Behind us, I heard horrific screams I wasn’t sure I’d ever live to forget. I clung to Brody’s hand and let him pull me after him. We ran headlong down badly lit concrete hallways that forked in multiple directions. The lower gravity on Phobos made it difficult to control where I ran, with my steps launching me in directions I didn’t want to go. Brody was constantly yanking me after him, and pulling me back into place. To me, it felt like he chose pathways at random, darting down each with little warning. I jump-ran until my body ached as much as my bruised cheek. Eventually I stumbled and fell, tripped by the stupid canvas slip-ons.
Brody caught me before I could face-plant on the concrete. He pulled me up and against him, holding me hard to his chest.
“This place is a shifting maze,” he explained as he stroked my back. “In the event of a prison break, the AI queenmind shifts the pieces to control prisoner movements. There’s no such thing as a perfect jailing system so breakouts do happen, no matter what One Gov tells you.”
“Then how do we get out?” I panted into his chest.
“Vieira gave me the access override codes to hack the queenmind and the floor plan to the maze. I’ve essentially shut down the whole prison and we have ten minutes before the queenmind automatically reboots it. In that time, we need to get to the launch area where the prisoner transfer jet is docked. Then I fly us out of here. Easy.”
“And if it takes more than ten minutes?”
“Then we’re crushed when the maze shifts and repositions itself.”
“Why not just create a system to put everyone back in their cells instead of killing them?”
“Because if you can escape Phobos, you don’t get a second chance to redeem yourself. Death is the only option,” he said, pushing me back onto my feet. “Can you run? I estimate we’ve just lost a minute on this informative chat.”
I nodded grimly. “Can you really fly a jet?”
He grinned, apparently high on adrenaline. “Babe, I can fly anything.”
We resumed running down more hallways, Brody leading us unerringly. At last, the screams behind us faded, either because we were too far away or Alexei had finished whatever he was doing. But then I could hear other sounds: the grinding of cement sliding against cement. In the distance at first, then much closer. Brody swept me up over his shoulder since I wasn’t fast enough and kept bouncing everywhere in the awful low gravity. He put on a burst of speed that made me gasp and cling to him. I heard more walls shifting, sounding like it came from behind, beside, then on top of us. The floor beneath us began to tremble, then buck like a wild animal.
Abruptly we spilled out into another cavernous space. I saw yellow, red, blue, and black lines painted on the floor from my upside-down vantage point over Brody’s shoulder. Then it felt like we were running up steps and into a darkened, confined corridor. Along the way, Brody smashed into every wall and conceivable piece of furniture in the universe, bumping me with him, both of us swearing like sailors. Eventually he dropped me then pushed me hard enough that I fell. I shrieked until my fall was abruptly halted by a cushioned chair under my butt.

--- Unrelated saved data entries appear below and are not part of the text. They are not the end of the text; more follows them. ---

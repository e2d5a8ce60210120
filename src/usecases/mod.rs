//! Application use cases. Orchestrate domain logic via ports.

pub mod category_service;

pub use category_service::CategoryBoardsService;
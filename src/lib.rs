//! boardhub: per-user board categorization with Hexagonal Architecture.

pub mod adapters;
pub mod domain;
pub mod ports;
pub mod shared;
pub mod usecases;
/// Check that `proposed` is a permutation of `current` (multiset equality).
fn verify_board_set(
    category_id: &str,
    current: &[String],
    proposed: &[String],
) -> Result<(), DomainError> {
    if current.len() != proposed.len() {
        return Err(DomainError::BoardSetMismatch {
            category_id: category_id.to_string(),
            reason: format!("expected {} boards, got {}", current.len(), proposed.len()),
        });
    }

    let mut counts: HashMap<&str, usize> = HashMap::new();
    for board_id in current {
        *counts.entry(board_id.as_str()).or_default() += 1;
    }
    for board_id in proposed {
        match counts.get_mut(board_id.as_str()) {
            Some(n) if *n > 0 => *n -= 1,
            _ => {
                return Err(DomainError::BoardSetMismatch {
                    category_id: category_id.to_string(),
                    reason: format!("board {board_id} is duplicated or not in the category"),
                });
            }
        }
    }
    Ok(())
}
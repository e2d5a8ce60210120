//! In-memory CategoryStore for tests and lightweight embedding.
//!
//! State lives in a mutex-guarded map; no durability. Supports one-shot
//! failure injection so error-propagation paths can be exercised.

use crate::domain::{BoardMember, Category, CategoryBoards, DomainError};
use crate::ports::CategoryStore;
use std::collections::HashMap;
use std::sync::Mutex;

#[derive(Default)]
struct Inner {
    /// Categories in insertion order (fetch order is stable).
    categories: Vec<Category>,
    /// category_id -> ordered board IDs.
    board_orders: HashMap<String, Vec<String>>,
    /// user_id -> memberships in grant order.
    members: HashMap<String, Vec<BoardMember>>,
    /// Name of the next store call that should fail, if any.
    fail_next: Option<String>,
}

/// In-memory store. Cheap to construct, safe to share via Arc.
#[derive(Default)]
pub struct MemoryStore {
    inner: Mutex<Inner>,
}

impl MemoryStore {
    pub fn new() -> Self {
        Self::default()
    }

    /// Insert a category together with its board order.
    pub fn seed_category(&self, category: Category, board_ids: &[&str]) {
        let mut inner = self.inner.lock().expect("memory store poisoned");
        inner
            .board_orders
            .insert(category.id.clone(), board_ids.iter().map(|b| b.to_string()).collect());
        inner.categories.push(category);
    }

    /// Insert a board membership record for its user.
    pub fn seed_member(&self, member: BoardMember) {
        let mut inner = self.inner.lock().expect("memory store poisoned");
        inner
            .members
            .entry(member.user_id.clone())
            .or_default()
            .push(member);
    }

    /// Total number of stored categories, across all users and teams.
    pub fn category_count(&self) -> usize {
        self.inner.lock().expect("memory store poisoned").categories.len()
    }

    /// Current board order of a category, if it exists.
    pub fn board_order(&self, category_id: &str) -> Option<Vec<String>> {
        self.inner
            .lock()
            .expect("memory store poisoned")
            .board_orders
            .get(category_id)
            .cloned()
    }

    /// Make the next store call named `call` fail with a storage error.
    pub fn fail_next(&self, call: &str) {
        self.inner.lock().expect("memory store poisoned").fail_next = Some(call.to_string());
    }

    fn check_failure(&self, call: &str) -> Result<(), DomainError> {
        let mut inner = self.inner.lock().expect("memory store poisoned");
        if inner.fail_next.as_deref() == Some(call) {
            inner.fail_next = None;
            return Err(DomainError::Store(format!("injected failure in {call}")));
        }
        Ok(())
    }
}

#[async_trait::async_trait]
impl CategoryStore for MemoryStore {
    async fn get_user_category_boards(
        &self,
        user_id: &str,
        team_id: &str,
    ) -> Result<Vec<CategoryBoards>, DomainError> {
        self.check_failure("get_user_category_boards")?;
        let inner = self.inner.lock().expect("memory store poisoned");
        Ok(inner
            .categories
            .iter()
            .filter(|c| c.user_id == user_id && c.team_id == team_id)
            .map(|c| CategoryBoards {
                category: c.clone(),
                board_ids: inner.board_orders.get(&c.id).cloned().unwrap_or_default(),
            })
            .collect())
    }

    async fn create_category(&self, category: Category) -> Result<(), DomainError> {
        self.check_failure("create_category")?;
        let mut inner = self.inner.lock().expect("memory store poisoned");
        let duplicate_system = category.is_system()
            && inner.categories.iter().any(|c| {
                c.is_system() && c.user_id == category.user_id && c.team_id == category.team_id
            });
        if duplicate_system {
            return Err(DomainError::Store(format!(
                "system category already exists for user {} in team {}",
                category.user_id, category.team_id
            )));
        }
        inner.board_orders.insert(category.id.clone(), Vec::new());
        inner.categories.push(category);
        Ok(())
    }

    async fn get_category(&self, id: &str) -> Result<Category, DomainError> {
        self.check_failure("get_category")?;
        let inner = self.inner.lock().expect("memory store poisoned");
        inner
            .categories
            .iter()
            .find(|c| c.id == id)
            .cloned()
            .ok_or_else(|| DomainError::CategoryNotFound(id.to_string()))
    }

    async fn get_members_for_user(
        &self,
        user_id: &str,
    ) -> Result<Vec<BoardMember>, DomainError> {
        self.check_failure("get_members_for_user")?;
        let inner = self.inner.lock().expect("memory store poisoned");
        Ok(inner.members.get(user_id).cloned().unwrap_or_default())
    }

    async fn add_update_category_board(
        &self,
        user_id: &str,
        board_id: &str,
        category_id: &str,
    ) -> Result<(), DomainError> {
        self.check_failure("add_update_category_board")?;
        let mut inner = self.inner.lock().expect("memory store poisoned");
        if !inner.categories.iter().any(|c| c.id == category_id) {
            return Err(DomainError::CategoryNotFound(category_id.to_string()));
        }

        // A board belongs to at most one category per user: detach first.
        let user_category_ids: Vec<String> = inner
            .categories
            .iter()
            .filter(|c| c.user_id == user_id)
            .map(|c| c.id.clone())
            .collect();
        for id in &user_category_ids {
            if let Some(order) = inner.board_orders.get_mut(id) {
                order.retain(|b| b != board_id);
            }
        }

        inner
            .board_orders
            .entry(category_id.to_string())
            .or_default()
            .push(board_id.to_string());
        Ok(())
    }

    async fn reorder_category_boards(
        &self,
        category_id: &str,
        board_order: &[String],
    ) -> Result<Vec<String>, DomainError> {
        self.check_failure("reorder_category_boards")?;
        let mut inner = self.inner.lock().expect("memory store poisoned");
        if !inner.categories.iter().any(|c| c.id == category_id) {
            return Err(DomainError::CategoryNotFound(category_id.to_string()));
        }
        inner
            .board_orders
            .insert(category_id.to_string(), board_order.to_vec());
        Ok(board_order.to_vec())
    }
}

“Strap yourself in. This is a one-way trip to Mars, taking us directly to the Under-Secretary’s backyard. If we’re lucky, no one will shoot us down.”
“I’m not sure my luck’s holding anymore,” I muttered, searching for my shoulder strap then securing it in its buckle. I was in the cockpit of a jet, sitting in a high-backed black leather pilot’s chair, surrounded by dials, buttons, and levers. In front of me was a pressurized window. Outside, I saw a launch bay door beginning to open. Beyond, the blackness of space and the blue-tinged Martian horizon.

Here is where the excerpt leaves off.